Find every line in the records that holds the string "BuildError". Copy each one.

* _Collected data_
* * * * * * * * *

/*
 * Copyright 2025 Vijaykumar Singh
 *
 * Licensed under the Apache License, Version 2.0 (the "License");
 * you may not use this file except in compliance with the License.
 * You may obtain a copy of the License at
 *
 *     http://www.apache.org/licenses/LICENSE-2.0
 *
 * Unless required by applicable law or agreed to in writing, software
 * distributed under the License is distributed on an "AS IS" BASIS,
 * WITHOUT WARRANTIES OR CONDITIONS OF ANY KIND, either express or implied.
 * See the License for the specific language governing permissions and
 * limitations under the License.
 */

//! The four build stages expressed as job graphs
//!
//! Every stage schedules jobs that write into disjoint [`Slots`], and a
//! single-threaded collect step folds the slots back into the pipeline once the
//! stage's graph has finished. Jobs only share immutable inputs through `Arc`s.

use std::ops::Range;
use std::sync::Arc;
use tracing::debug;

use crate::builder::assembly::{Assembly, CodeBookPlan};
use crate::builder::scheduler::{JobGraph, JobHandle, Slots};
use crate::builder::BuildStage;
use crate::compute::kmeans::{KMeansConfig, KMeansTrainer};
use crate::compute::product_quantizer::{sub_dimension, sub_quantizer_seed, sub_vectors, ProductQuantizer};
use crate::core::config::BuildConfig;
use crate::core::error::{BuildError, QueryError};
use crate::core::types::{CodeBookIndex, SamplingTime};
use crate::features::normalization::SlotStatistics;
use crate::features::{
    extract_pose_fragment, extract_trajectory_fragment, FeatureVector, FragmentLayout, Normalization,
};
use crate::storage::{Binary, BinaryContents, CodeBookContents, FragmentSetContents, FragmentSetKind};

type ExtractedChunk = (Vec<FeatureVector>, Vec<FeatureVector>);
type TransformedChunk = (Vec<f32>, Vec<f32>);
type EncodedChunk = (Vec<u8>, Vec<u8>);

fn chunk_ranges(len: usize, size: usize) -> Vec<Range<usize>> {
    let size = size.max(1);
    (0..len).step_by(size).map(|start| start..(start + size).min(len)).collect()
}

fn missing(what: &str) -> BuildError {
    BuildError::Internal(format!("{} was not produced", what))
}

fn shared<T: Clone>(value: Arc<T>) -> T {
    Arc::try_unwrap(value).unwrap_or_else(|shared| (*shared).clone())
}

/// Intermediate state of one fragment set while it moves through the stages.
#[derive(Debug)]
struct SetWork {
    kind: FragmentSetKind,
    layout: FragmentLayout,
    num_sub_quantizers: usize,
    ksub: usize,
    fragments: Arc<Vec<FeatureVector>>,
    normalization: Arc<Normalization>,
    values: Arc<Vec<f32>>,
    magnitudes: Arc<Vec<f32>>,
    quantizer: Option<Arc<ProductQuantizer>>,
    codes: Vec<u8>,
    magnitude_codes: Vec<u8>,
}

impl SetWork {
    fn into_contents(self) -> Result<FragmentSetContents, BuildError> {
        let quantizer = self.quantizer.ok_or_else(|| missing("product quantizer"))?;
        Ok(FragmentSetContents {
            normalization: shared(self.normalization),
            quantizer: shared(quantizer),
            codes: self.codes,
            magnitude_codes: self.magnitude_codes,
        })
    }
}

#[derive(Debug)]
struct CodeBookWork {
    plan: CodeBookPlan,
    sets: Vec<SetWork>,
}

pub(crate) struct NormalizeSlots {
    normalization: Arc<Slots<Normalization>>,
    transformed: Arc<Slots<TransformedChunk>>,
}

* * * * * * * * *

* _Exercise output_
use crate::core::error::{BuildError, QueryError};
fn missing(what: &str) -> BuildError {
    BuildError::Internal(format!("{} was not produced", what))
    fn into_contents(self) -> Result<FragmentSetContents, BuildError> {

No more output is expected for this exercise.